2017年4月10日(月)
添え手による補助を受けた自筆証書遺言の効力
1 事例
Aさんは,高齢で,病気の後遺症があるため,手がひどく震えるようになってしまいました。
また,目が悪いため,字がよく見えず,一人で上手に字を書くことが困難な状況にありました。
Aさんは妻に後ろから添え手をしてもらい,手を動かし,自分の子供たちと妻に相続させる内容の自筆証書遺言書を作成しました。
筆跡はやや乱れていますが,遺言の内容は単純で,特に妻のみが有利になる内容ではありませんでした。
この自筆証書遺言書は有効でしょうか?
2 自書性
自筆証書遺言については,全文の自書,署名,日付が要件となっています。
なぜ,自書が要件になっているかというと,筆跡によって,本人が書いたものであることが判定でき,それ自体で遺言が遺言者の真意によるものであることを保障するから,といわれています。

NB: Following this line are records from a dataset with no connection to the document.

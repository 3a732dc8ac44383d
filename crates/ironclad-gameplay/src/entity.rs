//! Entity system with arena-based storage.
//!
//! There is one [`Entity`] type; behaviour is chosen at construction by its
//! [`EntityKind`], [`Controller`] and [`CollisionPolicy`].

use ahash::AHashMap;
use ironclad_common::{EntityId, IdAllocator, PixelRect, WorldPos};
use serde::{Deserialize, Serialize};
use thiserror::Error;

use crate::collision::CollisionPolicy;
use crate::hitbox::HitboxTable;

/// Error types for entity operations.
#[derive(Debug, Error, PartialEq, Eq)]
pub enum EntityError {
    /// Entity not found
    #[error("Entity not found: {0}")]
    NotFound(EntityId),
    /// Entity already despawned
    #[error("Entity already despawned: {0}")]
    AlreadyDespawned(EntityId),
}

/// Result type for entity operations.
pub type EntityResult<T> = Result<T, EntityError>;

/// Damage dealt by a regular projectile.
pub const REGULAR_PROJECTILE_DAMAGE: i32 = 5;
/// Damage dealt by a gold projectile.
pub const GOLD_PROJECTILE_DAMAGE: i32 = 15;

/// Type of entity in the game world.
#[derive(Debug, Clone, Copy, PartialEq, Eq, Hash, Serialize, Deserialize)]
pub enum EntityKind {
    /// The player's tank
    PlayerTank,
    /// Hostile tank
    EnemyTank,
    /// Standard shell
    RegularProjectile,
    /// Heavy shell fired by the player
    GoldProjectile,
    /// Buried mine
    Landmine,
}

impl EntityKind {
    /// Every kind, in declaration order.
    pub const ALL: [Self; 5] = [
        Self::PlayerTank,
        Self::EnemyTank,
        Self::RegularProjectile,
        Self::GoldProjectile,
        Self::Landmine,
    ];

    /// Returns true for projectiles.
    #[must_use]
    pub const fn is_projectile(self) -> bool {
        matches!(self, Self::RegularProjectile | Self::GoldProjectile)
    }

    /// Pass-through entities never block movement.
    #[must_use]
    pub const fn is_pass_through(self) -> bool {
        self.is_projectile()
    }

    /// Whether the sprite turns with the facing.
    #[must_use]
    pub const fn is_rotatable(self) -> bool {
        !matches!(self, Self::Landmine)
    }

    /// Starting health.
    #[must_use]
    pub const fn default_health(self) -> i32 {
        match self {
            Self::PlayerTank | Self::EnemyTank => 50,
            Self::RegularProjectile | Self::GoldProjectile | Self::Landmine => 1,
        }
    }

    /// Movement speed in pixels per second.
    #[must_use]
    pub const fn default_speed(self) -> f64 {
        match self {
            Self::PlayerTank => 100.0,
            Self::RegularProjectile | Self::GoldProjectile => 500.0,
            Self::EnemyTank | Self::Landmine => 25.0,
        }
    }

    /// Damage a projectile of this kind deals, if it is one.
    #[must_use]
    pub const fn projectile_damage(self) -> Option<i32> {
        match self {
            Self::RegularProjectile => Some(REGULAR_PROJECTILE_DAMAGE),
            Self::GoldProjectile => Some(GOLD_PROJECTILE_DAMAGE),
            _ => None,
        }
    }
}

/// One of the four cardinal facings.
#[derive(Debug, Clone, Copy, PartialEq, Eq, Hash, Default, Serialize, Deserialize)]
pub enum Facing {
    /// Up the screen (-y)
    North,
    /// Right (+x)
    East,
    /// Down the screen (+y)
    #[default]
    South,
    /// Left (-x)
    West,
}

impl Facing {
    /// Every facing.
    pub const ALL: [Self; 4] = [Self::South, Self::West, Self::North, Self::East];

    /// Facing after a left turn.
    #[must_use]
    pub const fn turn_left(self) -> Self {
        match self {
            Self::North => Self::West,
            Self::West => Self::South,
            Self::South => Self::East,
            Self::East => Self::North,
        }
    }

    /// Facing after a right turn.
    #[must_use]
    pub const fn turn_right(self) -> Self {
        match self {
            Self::North => Self::East,
            Self::East => Self::South,
            Self::South => Self::West,
            Self::West => Self::North,
        }
    }

    /// Unit step along the facing in screen space.
    #[must_use]
    pub const fn delta(self) -> (f64, f64) {
        match self {
            Self::North => (0.0, -1.0),
            Self::East => (1.0, 0.0),
            Self::South => (0.0, 1.0),
            Self::West => (-1.0, 0.0),
        }
    }

    /// Clockwise quarter turns from the south-facing base sprite.
    #[must_use]
    pub const fn quarter_turns(self) -> u8 {
        match self {
            Self::South => 0,
            Self::West => 1,
            Self::North => 2,
            Self::East => 3,
        }
    }
}

/// Health component for entities.
#[derive(Debug, Clone, Copy, PartialEq, Eq, Serialize, Deserialize)]
pub struct Health {
    current: i32,
}

impl Health {
    /// Creates a new health component with `starting` points.
    #[must_use]
    pub const fn new(starting: i32) -> Self {
        Self { current: starting }
    }

    /// Returns current health.
    #[must_use]
    pub const fn current(&self) -> i32 {
        self.current
    }

    /// Applies damage. Health may go negative.
    pub fn damage(&mut self, amount: i32) {
        self.current = self.current.saturating_sub(amount);
    }

    /// Checks if dead.
    #[must_use]
    pub const fn is_dead(&self) -> bool {
        self.current <= 0
    }
}

/// Where an entity's per-tick behaviour comes from.
#[derive(Debug, Clone, Copy, PartialEq, Eq, Default, Serialize, Deserialize)]
pub enum Controller {
    /// Driven by the input source.
    Player,
    /// Stationary; only reacts to collisions.
    #[default]
    Idle,
    /// Flies straight along its facing at full speed.
    Projectile,
}

/// An entity in the game world.
#[derive(Debug, Clone)]
pub struct Entity {
    id: EntityId,
    kind: EntityKind,
    position: WorldPos,
    facing: Facing,
    speed: f64,
    footprint: PixelRect,
    health: Health,
    marked_for_removal: bool,
    policy: CollisionPolicy,
    controller: Controller,
}

impl Entity {
    /// Creates an entity with the defaults of its kind.
    ///
    /// The id stays [`EntityId::NULL`] until the entity is spawned into an
    /// [`EntityArena`].
    #[must_use]
    pub fn new(kind: EntityKind, position: WorldPos, facing: Facing, hitboxes: &HitboxTable) -> Self {
        let facing = if kind.is_rotatable() {
            facing
        } else {
            Facing::South
        };
        Self {
            id: EntityId::NULL,
            kind,
            position,
            facing,
            speed: kind.default_speed(),
            footprint: hitboxes.footprint(kind, facing),
            health: Health::new(kind.default_health()),
            marked_for_removal: false,
            policy: CollisionPolicy::None,
            controller: Controller::Idle,
        }
    }

    /// Sets the collision policy.
    #[must_use]
    pub const fn with_policy(mut self, policy: CollisionPolicy) -> Self {
        self.policy = policy;
        self
    }

    /// Sets the controller.
    #[must_use]
    pub const fn with_controller(mut self, controller: Controller) -> Self {
        self.controller = controller;
        self
    }

    /// Returns the entity's unique ID.
    #[must_use]
    pub const fn id(&self) -> EntityId {
        self.id
    }

    /// Returns the entity kind.
    #[must_use]
    pub const fn kind(&self) -> EntityKind {
        self.kind
    }

    /// Returns the world position (sprite top-left).
    #[must_use]
    pub const fn position(&self) -> WorldPos {
        self.position
    }

    /// Sets the world position.
    pub fn set_position(&mut self, pos: WorldPos) {
        self.position = pos;
    }

    /// Returns the facing.
    #[must_use]
    pub const fn facing(&self) -> Facing {
        self.facing
    }

    /// Turns the entity, refreshing its footprint. Non-rotatable kinds ignore this.
    pub fn rotate(&mut self, facing: Facing, hitboxes: &HitboxTable) {
        if !self.kind.is_rotatable() {
            return;
        }
        self.facing = facing;
        self.footprint = hitboxes.footprint(self.kind, facing);
    }

    /// Returns the speed in pixels per second.
    #[must_use]
    pub const fn speed(&self) -> f64 {
        self.speed
    }

    /// Returns the health component.
    #[must_use]
    pub const fn health(&self) -> &Health {
        &self.health
    }

    /// Returns the collision policy.
    #[must_use]
    pub const fn policy(&self) -> CollisionPolicy {
        self.policy
    }

    /// Returns the controller.
    #[must_use]
    pub const fn controller(&self) -> Controller {
        self.controller
    }

    /// World-space hitbox: the footprint placed at the floored position.
    #[must_use]
    pub fn hitbox(&self) -> PixelRect {
        let (px, py) = self.position.to_pixel();
        self.footprint.translated(px, py)
    }

    /// Applies damage and flags the entity once health reaches zero.
    pub fn take_damage(&mut self, amount: i32) {
        self.health.damage(amount);
        if self.health.is_dead() {
            self.mark_for_removal();
        }
    }

    /// Flags the entity for removal at the end of the tick.
    pub fn mark_for_removal(&mut self) {
        self.marked_for_removal = true;
    }

    /// Returns whether the entity is flagged for removal.
    #[must_use]
    pub const fn is_marked_for_removal(&self) -> bool {
        self.marked_for_removal
    }
}

/// Arena-based entity storage with stable slots and tombstoning.
///
/// Ids are allocated in registration order; iteration order for updates is
/// ascending id.
#[derive(Debug, Default)]
pub struct EntityArena {
    slots: Vec<Option<Entity>>,
    free_list: Vec<usize>,
    id_to_index: AHashMap<EntityId, usize>,
    ids: IdAllocator,
}

impl EntityArena {
    /// Creates a new empty entity arena.
    #[must_use]
    pub fn new() -> Self {
        Self::default()
    }

    /// Returns the number of live entities.
    #[must_use]
    pub fn len(&self) -> usize {
        self.id_to_index.len()
    }

    /// Returns true if there are no live entities.
    #[must_use]
    pub fn is_empty(&self) -> bool {
        self.id_to_index.is_empty()
    }

    /// Registers an entity, assigning its id.
    pub fn spawn(&mut self, mut entity: Entity) -> EntityId {
        let id = self.ids.allocate();
        entity.id = id;

        let index = if let Some(free_index) = self.free_list.pop() {
            self.slots[free_index] = Some(entity);
            free_index
        } else {
            self.slots.push(Some(entity));
            self.slots.len() - 1
        };

        self.id_to_index.insert(id, index);
        id
    }

    /// Removes an entity by ID.
    pub fn despawn(&mut self, id: EntityId) -> EntityResult<Entity> {
        let index = self
            .id_to_index
            .remove(&id)
            .ok_or(EntityError::NotFound(id))?;

        let entity = self.slots[index]
            .take()
            .ok_or(EntityError::AlreadyDespawned(id))?;

        self.free_list.push(index);
        Ok(entity)
    }

    /// Gets a reference to an entity by ID.
    pub fn get(&self, id: EntityId) -> EntityResult<&Entity> {
        let index = self.id_to_index.get(&id).ok_or(EntityError::NotFound(id))?;
        self.slots[*index].as_ref().ok_or(EntityError::NotFound(id))
    }

    /// Gets a mutable reference to an entity by ID.
    pub fn get_mut(&mut self, id: EntityId) -> EntityResult<&mut Entity> {
        let index = self.id_to_index.get(&id).ok_or(EntityError::NotFound(id))?;
        self.slots[*index].as_mut().ok_or(EntityError::NotFound(id))
    }

    /// Borrows two distinct entities mutably at once.
    ///
    /// Returns `None` if either is missing or `a == b`.
    pub fn get_pair_mut(&mut self, a: EntityId, b: EntityId) -> Option<(&mut Entity, &mut Entity)> {
        let ia = *self.id_to_index.get(&a)?;
        let ib = *self.id_to_index.get(&b)?;
        if ia == ib {
            return None;
        }
        if ia < ib {
            let (lo, hi) = self.slots.split_at_mut(ib);
            Some((lo[ia].as_mut()?, hi[0].as_mut()?))
        } else {
            let (lo, hi) = self.slots.split_at_mut(ia);
            let first = hi[0].as_mut()?;
            let second = lo[ib].as_mut()?;
            Some((first, second))
        }
    }

    /// Checks if an entity with the given ID exists.
    #[must_use]
    pub fn contains(&self, id: EntityId) -> bool {
        self.id_to_index.contains_key(&id)
    }

    /// Returns an iterator over all live entities (slot order).
    pub fn iter(&self) -> impl Iterator<Item = &Entity> {
        self.slots.iter().filter_map(|opt| opt.as_ref())
    }

    /// Returns an iterator over entities of a specific kind.
    pub fn iter_by_kind(&self, kind: EntityKind) -> impl Iterator<Item = &Entity> {
        self.iter().filter(move |e| e.kind() == kind)
    }

    /// Snapshot of live ids in registration order.
    #[must_use]
    pub fn ids_in_order(&self) -> Vec<EntityId> {
        let mut ids: Vec<_> = self.id_to_index.keys().copied().collect();
        ids.sort_unstable();
        ids
    }

    /// Despawns every entity flagged for removal, returning them in id order.
    pub fn sweep_removed(&mut self) -> Vec<Entity> {
        let flagged: Vec<EntityId> = self
            .ids_in_order()
            .into_iter()
            .filter(|id| self.get(*id).is_ok_and(Entity::is_marked_for_removal))
            .collect();
        flagged
            .into_iter()
            .filter_map(|id| self.despawn(id).ok())
            .collect()
    }
}
//! Engine configuration.
//!
//! Loaded from a TOML file with `[world]`, `[simulation]` and `[run]`
//! sections. Every field has a default, so a partial file is fine.

use ironclad_common::{ConfigError, WorldPos};
use ironclad_gameplay::WorldConfig;
use ironclad_world::{Biome, TerrainParams};
use serde::{Deserialize, Serialize};
use std::fs;
use std::io::{self, Write};
use std::path::Path;
use tracing::{info, warn};

use crate::timing::ClockSettings;

/// Default configuration file name.
pub const CONFIG_FILE: &str = "ironclad.toml";

/// Terrain and streaming settings.
#[derive(Debug, Clone, PartialEq, Serialize, Deserialize)]
#[serde(default)]
pub struct WorldSection {
    /// Terrain seed
    pub seed: u64,
    /// Cells along one chunk edge
    pub chunk_size_cells: u32,
    /// Pixels along one cell edge
    pub cell_size: u32,
    /// Loaded window radius in chunks
    pub window_radius: u32,
    /// Noise octaves
    pub octaves: u32,
    /// Amplitude falloff per octave
    pub persistence: f64,
    /// Cells per noise unit
    pub noise_scale: f64,
    /// Biome table
    pub biome: Biome,
}

impl Default for WorldSection {
    fn default() -> Self {
        let terrain = TerrainParams::default();
        Self {
            seed: 12345,
            chunk_size_cells: 128,
            cell_size: 4,
            window_radius: 1,
            octaves: terrain.octaves,
            persistence: terrain.persistence,
            noise_scale: terrain.noise_scale,
            biome: terrain.biome,
        }
    }
}

/// Tick scheduling and collision tuning.
#[derive(Debug, Clone, PartialEq, Serialize, Deserialize)]
#[serde(default)]
pub struct SimulationSection {
    /// Fixed updates per simulated second
    pub tick_rate: f64,
    /// Cap on fixed updates run for one frame
    pub max_steps_per_frame: u32,
    /// Cap on the frame delta fed to the accumulator, in seconds
    pub max_frame_dt: f64,
    /// Simulation speed multiplier
    pub time_scale: f64,
    /// Spatial index cell edge in pixels
    pub spatial_cell_size: u32,
    /// Seed for random spawns
    pub rng_seed: u64,
}

impl Default for SimulationSection {
    fn default() -> Self {
        Self {
            tick_rate: 60.0,
            max_steps_per_frame: 10,
            max_frame_dt: 0.25,
            time_scale: 1.0,
            spatial_cell_size: 32,
            rng_seed: 0,
        }
    }
}

/// Headless run settings.
#[derive(Debug, Clone, PartialEq, Serialize, Deserialize)]
#[serde(default)]
pub struct RunSection {
    /// Simulation ticks to run before stopping
    pub ticks: u64,
    /// Synthetic frame period in seconds
    pub frame_dt: f64,
    /// Hard cap on rendered frames
    pub max_frames: u64,
    /// Enemy tanks spawned near the player at start
    pub enemies: u32,
    /// Landmines spawned near the player at start
    pub landmines: u32,
    /// Drive the player with a built-in input script
    pub autopilot: bool,
    /// Log a frame summary every this many frames (0 = never)
    pub log_every: u64,
}

impl Default for RunSection {
    fn default() -> Self {
        Self {
            ticks: 600,
            frame_dt: 1.0 / 60.0,
            max_frames: 36_000,
            enemies: 4,
            landmines: 4,
            autopilot: true,
            log_every: 60,
        }
    }
}

/// Engine configuration parameters.
#[derive(Debug, Clone, Default, PartialEq, Serialize, Deserialize)]
#[serde(default)]
pub struct EngineConfig {
    /// `[world]`
    pub world: WorldSection,
    /// `[simulation]`
    pub simulation: SimulationSection,
    /// `[run]`
    pub run: RunSection,
}

impl EngineConfig {
    /// Load configuration from a specific path.
    /// Returns default config if the file doesn't exist or is invalid.
    pub fn load_from<P: AsRef<Path>>(path: P) -> Self {
        let path = path.as_ref();

        if !path.exists() {
            info!("Config file {} not found, using defaults", path.display());
            return Self::default();
        }

        match fs::read_to_string(path) {
            Ok(contents) => match Self::parse(&contents) {
                Ok(config) => {
                    info!("Loaded config from {}", path.display());
                    config
                },
                Err(e) => {
                    warn!("Failed to parse config file: {e}");
                    Self::default()
                },
            },
            Err(e) => {
                warn!("Failed to read config file: {e}");
                Self::default()
            },
        }
    }

    /// Parses TOML text.
    pub fn parse(contents: &str) -> Result<Self, ConfigError> {
        toml::from_str(contents).map_err(|e| ConfigError::Parse(e.to_string()))
    }

    /// Save configuration to a specific path.
    pub fn save_to<P: AsRef<Path>>(&self, path: P) -> io::Result<()> {
        let path = path.as_ref();

        if let Some(parent) = path.parent() {
            fs::create_dir_all(parent)?;
        }

        let contents = toml::to_string_pretty(self)
            .map_err(|e| io::Error::new(io::ErrorKind::InvalidData, e))?;

        let mut file = fs::File::create(path)?;
        file.write_all(contents.as_bytes())?;

        info!("Saved config to {}", path.display());
        Ok(())
    }

    /// Applies command-line overrides.
    pub fn apply_overrides(&mut self, seed: Option<u64>, ticks: Option<u64>, headless_fps: Option<f64>) {
        if let Some(seed) = seed {
            self.world.seed = seed;
        }
        if let Some(ticks) = ticks {
            self.run.ticks = ticks;
        }
        if let Some(fps) = headless_fps {
            self.run.frame_dt = if fps > 0.0 { 1.0 / fps } else { f64::NAN };
        }
    }

    /// Checks every numeric parameter. Bad values are reported, not clamped.
    pub fn validate(&self) -> Result<(), ConfigError> {
        self.to_world_config().validate()?;
        self.clock_settings().validate()?;
        ConfigError::require_positive("frame_dt", self.run.frame_dt)?;
        Ok(())
    }

    /// Terrain parameters from `[world]`.
    #[must_use]
    pub fn terrain_params(&self) -> TerrainParams {
        TerrainParams {
            octaves: self.world.octaves,
            persistence: self.world.persistence,
            noise_scale: self.world.noise_scale,
            biome: self.world.biome,
        }
    }

    /// Construction parameters for the gameplay world.
    #[must_use]
    pub fn to_world_config(&self) -> WorldConfig {
        WorldConfig {
            seed: self.world.seed,
            chunk_size_cells: self.world.chunk_size_cells,
            cell_size: self.world.cell_size,
            window_radius: self.world.window_radius,
            terrain: self.terrain_params(),
            spatial_cell_size: self.simulation.spatial_cell_size,
            rng_seed: self.simulation.rng_seed,
            player_spawn: WorldPos::new(200.0, 200.0),
        }
    }

    /// Clock parameters from `[simulation]`.
    #[must_use]
    pub fn clock_settings(&self) -> ClockSettings {
        ClockSettings {
            tick_rate: self.simulation.tick_rate,
            max_steps_per_frame: self.simulation.max_steps_per_frame,
            max_frame_dt: self.simulation.max_frame_dt,
            time_scale: self.simulation.time_scale,
        }
    }
}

したがって,タイプ打ち,コピー,ワープロなどによるものは自書にあたらず,効力は認められません。
3 自書能力
遺言書を作成するのは高齢者が多いため,添え手を必要とする場面は結構あるようです。
では,上記のように,遺言者自身が筆記しているものの,他人の補助 (添え手) を受けていた場合はどうなるのでしょうか。
Aさんに自書能力があるといえるのでしょうか。
これについては,判例(最高裁昭和62年10月8日)があります。
自書能力とは,遺言者が文字を知り,かつ,これを筆記する能力であるとされています。
そして,「自書」を要件とする法の趣旨に照らすと,
病気その他の理由により運筆について他人の添え手による補助を受けてされた自筆証書遺言は,
①遺言者が証書作成時に自書能力を有し,
②他人の添え手が,単に始筆若しくは改行にあたり,若しくは字の間配りや行間を整えるため遺言者の手を用紙の正しい位置に導くことにとどまるか,又は遺言者の手の動きが遺言者の望みにまかされており,遺言者は添え手をした他人から単に筆記を容易にするための支えを借りただけであり,かつ
③添え手が右のような態様のものにとどまること,すなわち,添え手をした他人の意思が介入した形跡がないことが,筆跡のうえで判定できる場合
には「自書」の要件を充たす,としました。
したがって,事例の場合,妻の添え手は,Aさんの筆記を容易にするために補助しただけであり,有効ということになります。